## Work instructions
Where a line in the material below has the string "DatabaseConfig", please report it.

BEGIN

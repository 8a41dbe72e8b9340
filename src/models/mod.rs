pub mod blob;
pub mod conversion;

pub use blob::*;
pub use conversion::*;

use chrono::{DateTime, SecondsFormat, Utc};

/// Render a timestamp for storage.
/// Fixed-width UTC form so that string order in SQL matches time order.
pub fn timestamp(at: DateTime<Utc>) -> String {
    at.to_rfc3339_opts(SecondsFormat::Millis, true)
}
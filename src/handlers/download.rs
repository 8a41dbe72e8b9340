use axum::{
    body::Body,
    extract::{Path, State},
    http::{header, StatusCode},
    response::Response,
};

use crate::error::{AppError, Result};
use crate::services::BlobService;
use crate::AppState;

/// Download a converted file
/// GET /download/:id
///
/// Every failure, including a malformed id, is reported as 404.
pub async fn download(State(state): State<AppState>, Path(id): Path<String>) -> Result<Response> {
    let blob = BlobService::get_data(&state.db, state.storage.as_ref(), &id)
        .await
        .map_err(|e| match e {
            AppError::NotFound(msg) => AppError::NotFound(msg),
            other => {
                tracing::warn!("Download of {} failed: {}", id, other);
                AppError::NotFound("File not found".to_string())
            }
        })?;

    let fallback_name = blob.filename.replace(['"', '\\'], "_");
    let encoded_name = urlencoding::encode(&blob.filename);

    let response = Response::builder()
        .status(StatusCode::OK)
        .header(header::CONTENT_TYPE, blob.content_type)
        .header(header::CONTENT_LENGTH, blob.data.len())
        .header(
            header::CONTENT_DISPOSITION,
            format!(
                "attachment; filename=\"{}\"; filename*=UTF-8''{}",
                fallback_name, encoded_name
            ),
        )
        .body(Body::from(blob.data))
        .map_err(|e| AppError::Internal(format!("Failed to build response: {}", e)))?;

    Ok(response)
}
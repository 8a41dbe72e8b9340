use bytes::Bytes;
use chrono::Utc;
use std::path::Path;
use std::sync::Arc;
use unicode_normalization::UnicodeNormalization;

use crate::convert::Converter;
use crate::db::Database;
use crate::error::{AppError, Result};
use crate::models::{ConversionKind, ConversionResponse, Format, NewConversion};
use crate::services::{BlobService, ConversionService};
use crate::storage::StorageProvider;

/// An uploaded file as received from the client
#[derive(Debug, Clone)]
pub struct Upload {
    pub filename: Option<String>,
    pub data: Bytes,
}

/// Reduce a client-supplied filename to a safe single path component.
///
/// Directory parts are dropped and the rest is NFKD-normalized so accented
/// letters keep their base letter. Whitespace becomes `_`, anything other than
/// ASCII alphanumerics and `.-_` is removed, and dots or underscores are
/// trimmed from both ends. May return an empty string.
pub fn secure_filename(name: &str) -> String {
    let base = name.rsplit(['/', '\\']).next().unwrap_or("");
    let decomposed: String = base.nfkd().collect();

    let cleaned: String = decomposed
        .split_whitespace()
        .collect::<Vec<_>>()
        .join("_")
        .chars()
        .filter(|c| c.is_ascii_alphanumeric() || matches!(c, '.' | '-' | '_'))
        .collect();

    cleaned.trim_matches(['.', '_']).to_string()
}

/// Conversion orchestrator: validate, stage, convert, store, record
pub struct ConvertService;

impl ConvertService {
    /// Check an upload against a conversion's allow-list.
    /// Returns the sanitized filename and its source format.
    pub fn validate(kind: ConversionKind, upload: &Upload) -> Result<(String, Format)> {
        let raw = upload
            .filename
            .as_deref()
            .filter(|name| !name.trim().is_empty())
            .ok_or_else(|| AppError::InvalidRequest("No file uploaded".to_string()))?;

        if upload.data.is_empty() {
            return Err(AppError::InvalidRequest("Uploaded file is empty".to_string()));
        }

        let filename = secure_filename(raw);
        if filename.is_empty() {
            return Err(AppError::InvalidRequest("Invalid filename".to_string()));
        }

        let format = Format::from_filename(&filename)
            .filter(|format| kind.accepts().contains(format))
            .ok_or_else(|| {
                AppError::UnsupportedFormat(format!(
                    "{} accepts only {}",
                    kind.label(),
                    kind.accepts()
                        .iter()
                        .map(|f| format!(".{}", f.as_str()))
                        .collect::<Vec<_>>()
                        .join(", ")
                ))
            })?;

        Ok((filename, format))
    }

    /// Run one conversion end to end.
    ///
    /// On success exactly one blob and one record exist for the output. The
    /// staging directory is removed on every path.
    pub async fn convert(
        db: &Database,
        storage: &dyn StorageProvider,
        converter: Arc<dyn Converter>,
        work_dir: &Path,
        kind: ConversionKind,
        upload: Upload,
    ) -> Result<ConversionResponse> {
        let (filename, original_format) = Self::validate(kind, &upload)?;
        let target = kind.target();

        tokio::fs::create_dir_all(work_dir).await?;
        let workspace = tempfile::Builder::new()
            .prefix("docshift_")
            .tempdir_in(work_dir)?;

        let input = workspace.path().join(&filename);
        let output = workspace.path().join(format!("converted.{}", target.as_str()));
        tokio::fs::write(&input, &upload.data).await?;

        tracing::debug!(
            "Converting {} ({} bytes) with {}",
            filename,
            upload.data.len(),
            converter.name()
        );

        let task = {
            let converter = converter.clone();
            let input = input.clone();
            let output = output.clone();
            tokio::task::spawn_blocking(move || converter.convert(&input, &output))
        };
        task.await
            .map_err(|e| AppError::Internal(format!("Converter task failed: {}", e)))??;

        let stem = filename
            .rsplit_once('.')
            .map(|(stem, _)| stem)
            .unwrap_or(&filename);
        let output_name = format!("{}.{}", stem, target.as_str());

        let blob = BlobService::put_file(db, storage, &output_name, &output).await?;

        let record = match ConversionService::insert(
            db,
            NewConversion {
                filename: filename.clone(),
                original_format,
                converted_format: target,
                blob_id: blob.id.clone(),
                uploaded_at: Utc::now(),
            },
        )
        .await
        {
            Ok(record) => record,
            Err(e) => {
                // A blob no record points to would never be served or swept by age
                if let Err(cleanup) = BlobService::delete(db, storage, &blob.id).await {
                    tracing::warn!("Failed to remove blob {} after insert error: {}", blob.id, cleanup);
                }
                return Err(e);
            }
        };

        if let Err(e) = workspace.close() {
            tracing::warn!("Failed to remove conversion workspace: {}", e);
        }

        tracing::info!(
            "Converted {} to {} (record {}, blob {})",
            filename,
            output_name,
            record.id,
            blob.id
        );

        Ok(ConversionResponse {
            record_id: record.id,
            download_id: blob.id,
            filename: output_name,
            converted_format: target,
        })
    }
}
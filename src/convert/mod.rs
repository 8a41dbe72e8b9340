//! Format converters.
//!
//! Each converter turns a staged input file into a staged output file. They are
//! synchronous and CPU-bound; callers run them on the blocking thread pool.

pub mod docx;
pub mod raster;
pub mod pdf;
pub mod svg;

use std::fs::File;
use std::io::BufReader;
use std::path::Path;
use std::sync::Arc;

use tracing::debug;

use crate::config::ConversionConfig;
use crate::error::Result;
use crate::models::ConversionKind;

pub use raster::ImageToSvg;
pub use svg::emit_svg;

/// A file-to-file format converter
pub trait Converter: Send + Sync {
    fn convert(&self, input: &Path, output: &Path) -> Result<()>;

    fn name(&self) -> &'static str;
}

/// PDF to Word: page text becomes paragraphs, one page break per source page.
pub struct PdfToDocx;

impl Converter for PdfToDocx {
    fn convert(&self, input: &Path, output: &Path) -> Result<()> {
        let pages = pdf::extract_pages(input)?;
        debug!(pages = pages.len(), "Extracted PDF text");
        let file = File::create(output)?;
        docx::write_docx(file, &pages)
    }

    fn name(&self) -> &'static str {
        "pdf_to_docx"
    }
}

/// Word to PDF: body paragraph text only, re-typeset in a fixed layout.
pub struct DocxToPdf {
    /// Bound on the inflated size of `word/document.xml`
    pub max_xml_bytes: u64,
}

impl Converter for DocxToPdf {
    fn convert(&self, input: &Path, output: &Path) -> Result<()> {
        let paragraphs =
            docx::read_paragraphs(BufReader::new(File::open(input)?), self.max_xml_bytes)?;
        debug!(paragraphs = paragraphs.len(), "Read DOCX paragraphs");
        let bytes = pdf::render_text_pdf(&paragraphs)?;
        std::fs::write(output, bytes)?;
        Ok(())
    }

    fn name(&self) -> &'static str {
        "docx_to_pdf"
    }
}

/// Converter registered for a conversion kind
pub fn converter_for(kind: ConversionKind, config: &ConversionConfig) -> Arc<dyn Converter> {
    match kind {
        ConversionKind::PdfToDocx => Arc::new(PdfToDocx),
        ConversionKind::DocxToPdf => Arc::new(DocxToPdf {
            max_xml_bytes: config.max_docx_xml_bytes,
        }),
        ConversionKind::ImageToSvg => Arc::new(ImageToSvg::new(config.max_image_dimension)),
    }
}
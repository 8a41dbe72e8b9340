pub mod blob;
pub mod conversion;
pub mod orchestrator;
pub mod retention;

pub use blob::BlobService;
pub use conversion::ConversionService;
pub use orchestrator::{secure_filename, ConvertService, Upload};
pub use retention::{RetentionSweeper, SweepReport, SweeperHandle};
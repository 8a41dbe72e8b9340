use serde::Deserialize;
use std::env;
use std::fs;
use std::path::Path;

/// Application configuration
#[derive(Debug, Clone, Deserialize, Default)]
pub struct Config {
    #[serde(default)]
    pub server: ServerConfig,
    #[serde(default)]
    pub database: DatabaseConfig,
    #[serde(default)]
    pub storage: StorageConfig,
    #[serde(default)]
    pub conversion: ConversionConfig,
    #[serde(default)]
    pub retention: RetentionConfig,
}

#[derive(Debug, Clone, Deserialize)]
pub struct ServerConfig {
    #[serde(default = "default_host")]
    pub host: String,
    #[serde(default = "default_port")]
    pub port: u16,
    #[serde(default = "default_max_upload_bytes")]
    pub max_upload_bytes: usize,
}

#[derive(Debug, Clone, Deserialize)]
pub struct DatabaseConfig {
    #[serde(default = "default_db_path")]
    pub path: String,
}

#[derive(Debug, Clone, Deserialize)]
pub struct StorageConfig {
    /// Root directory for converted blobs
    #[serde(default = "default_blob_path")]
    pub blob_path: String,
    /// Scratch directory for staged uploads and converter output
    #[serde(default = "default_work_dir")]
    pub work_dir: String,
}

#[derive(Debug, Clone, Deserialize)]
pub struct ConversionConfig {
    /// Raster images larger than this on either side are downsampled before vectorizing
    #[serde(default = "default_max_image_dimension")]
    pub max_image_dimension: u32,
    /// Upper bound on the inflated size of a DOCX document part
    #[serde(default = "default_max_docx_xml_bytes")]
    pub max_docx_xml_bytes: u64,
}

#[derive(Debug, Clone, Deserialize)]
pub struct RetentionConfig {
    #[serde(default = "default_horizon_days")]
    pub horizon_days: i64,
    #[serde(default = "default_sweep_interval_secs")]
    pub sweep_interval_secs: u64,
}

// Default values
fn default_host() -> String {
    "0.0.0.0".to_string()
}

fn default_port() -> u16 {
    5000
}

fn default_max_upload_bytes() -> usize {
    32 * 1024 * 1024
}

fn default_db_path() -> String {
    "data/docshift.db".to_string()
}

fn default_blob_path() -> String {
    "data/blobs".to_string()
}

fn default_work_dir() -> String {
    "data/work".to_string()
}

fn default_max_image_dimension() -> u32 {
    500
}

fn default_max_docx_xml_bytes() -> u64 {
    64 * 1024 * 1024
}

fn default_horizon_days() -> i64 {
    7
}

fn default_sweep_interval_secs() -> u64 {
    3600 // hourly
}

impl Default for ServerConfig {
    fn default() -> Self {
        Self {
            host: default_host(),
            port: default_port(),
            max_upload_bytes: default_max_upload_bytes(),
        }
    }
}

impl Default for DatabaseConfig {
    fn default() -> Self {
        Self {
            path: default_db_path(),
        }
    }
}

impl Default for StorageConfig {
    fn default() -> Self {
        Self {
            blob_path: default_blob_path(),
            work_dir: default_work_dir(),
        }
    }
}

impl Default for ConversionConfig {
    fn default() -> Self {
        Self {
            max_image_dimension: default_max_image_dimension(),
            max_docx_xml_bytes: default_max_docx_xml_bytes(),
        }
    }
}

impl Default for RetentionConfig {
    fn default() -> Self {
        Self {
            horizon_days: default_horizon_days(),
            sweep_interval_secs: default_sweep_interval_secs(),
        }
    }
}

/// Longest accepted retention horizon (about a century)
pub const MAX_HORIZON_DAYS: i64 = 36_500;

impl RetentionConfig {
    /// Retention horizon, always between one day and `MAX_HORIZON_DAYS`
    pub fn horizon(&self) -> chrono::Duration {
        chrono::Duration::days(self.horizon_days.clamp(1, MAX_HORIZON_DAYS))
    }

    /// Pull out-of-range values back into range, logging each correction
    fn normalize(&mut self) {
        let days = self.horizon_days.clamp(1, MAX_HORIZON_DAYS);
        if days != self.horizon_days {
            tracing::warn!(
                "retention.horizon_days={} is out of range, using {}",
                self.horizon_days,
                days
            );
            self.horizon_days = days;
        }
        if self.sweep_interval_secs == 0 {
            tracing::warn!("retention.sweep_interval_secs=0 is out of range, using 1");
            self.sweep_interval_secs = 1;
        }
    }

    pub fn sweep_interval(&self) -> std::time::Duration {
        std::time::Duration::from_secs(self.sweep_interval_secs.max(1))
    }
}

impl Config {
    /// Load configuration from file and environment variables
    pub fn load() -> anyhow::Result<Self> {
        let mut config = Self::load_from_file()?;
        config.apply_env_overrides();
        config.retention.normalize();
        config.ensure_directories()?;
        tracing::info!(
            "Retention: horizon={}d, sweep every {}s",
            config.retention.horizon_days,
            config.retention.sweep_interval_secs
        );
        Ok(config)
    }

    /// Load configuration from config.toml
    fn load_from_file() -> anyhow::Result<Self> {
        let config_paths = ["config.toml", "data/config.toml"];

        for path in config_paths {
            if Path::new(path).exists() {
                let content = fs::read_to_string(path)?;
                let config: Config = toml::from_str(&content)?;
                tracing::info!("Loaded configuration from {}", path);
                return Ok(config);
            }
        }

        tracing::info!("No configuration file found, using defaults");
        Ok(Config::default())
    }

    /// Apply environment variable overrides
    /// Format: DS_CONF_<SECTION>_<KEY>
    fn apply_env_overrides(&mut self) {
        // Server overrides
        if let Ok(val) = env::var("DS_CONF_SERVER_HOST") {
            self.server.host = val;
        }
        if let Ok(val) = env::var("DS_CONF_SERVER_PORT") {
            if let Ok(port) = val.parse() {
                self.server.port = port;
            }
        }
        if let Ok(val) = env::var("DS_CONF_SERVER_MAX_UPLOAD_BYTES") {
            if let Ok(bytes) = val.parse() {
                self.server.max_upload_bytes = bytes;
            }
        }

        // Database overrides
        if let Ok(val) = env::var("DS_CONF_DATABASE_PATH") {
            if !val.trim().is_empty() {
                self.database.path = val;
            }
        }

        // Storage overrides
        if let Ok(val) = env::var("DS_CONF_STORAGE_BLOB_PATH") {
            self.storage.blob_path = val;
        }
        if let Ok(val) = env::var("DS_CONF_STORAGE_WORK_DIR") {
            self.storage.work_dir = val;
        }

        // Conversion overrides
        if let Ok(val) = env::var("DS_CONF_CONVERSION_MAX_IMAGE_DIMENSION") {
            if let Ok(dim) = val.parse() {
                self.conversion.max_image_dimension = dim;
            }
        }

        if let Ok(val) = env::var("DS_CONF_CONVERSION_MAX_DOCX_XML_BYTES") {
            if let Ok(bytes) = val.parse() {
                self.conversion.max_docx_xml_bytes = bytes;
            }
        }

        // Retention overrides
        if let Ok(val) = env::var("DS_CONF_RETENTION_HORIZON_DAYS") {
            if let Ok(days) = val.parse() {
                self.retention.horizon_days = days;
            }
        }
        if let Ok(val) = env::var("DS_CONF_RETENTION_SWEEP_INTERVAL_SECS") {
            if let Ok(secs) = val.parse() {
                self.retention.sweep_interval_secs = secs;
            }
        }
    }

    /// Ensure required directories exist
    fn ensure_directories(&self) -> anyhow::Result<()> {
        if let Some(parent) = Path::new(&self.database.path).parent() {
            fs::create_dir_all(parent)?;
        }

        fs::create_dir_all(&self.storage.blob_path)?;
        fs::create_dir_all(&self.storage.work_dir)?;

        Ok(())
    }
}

END

## Answer for this exercise
    pub database: DatabaseConfig,
pub struct DatabaseConfig {
impl Default for DatabaseConfig {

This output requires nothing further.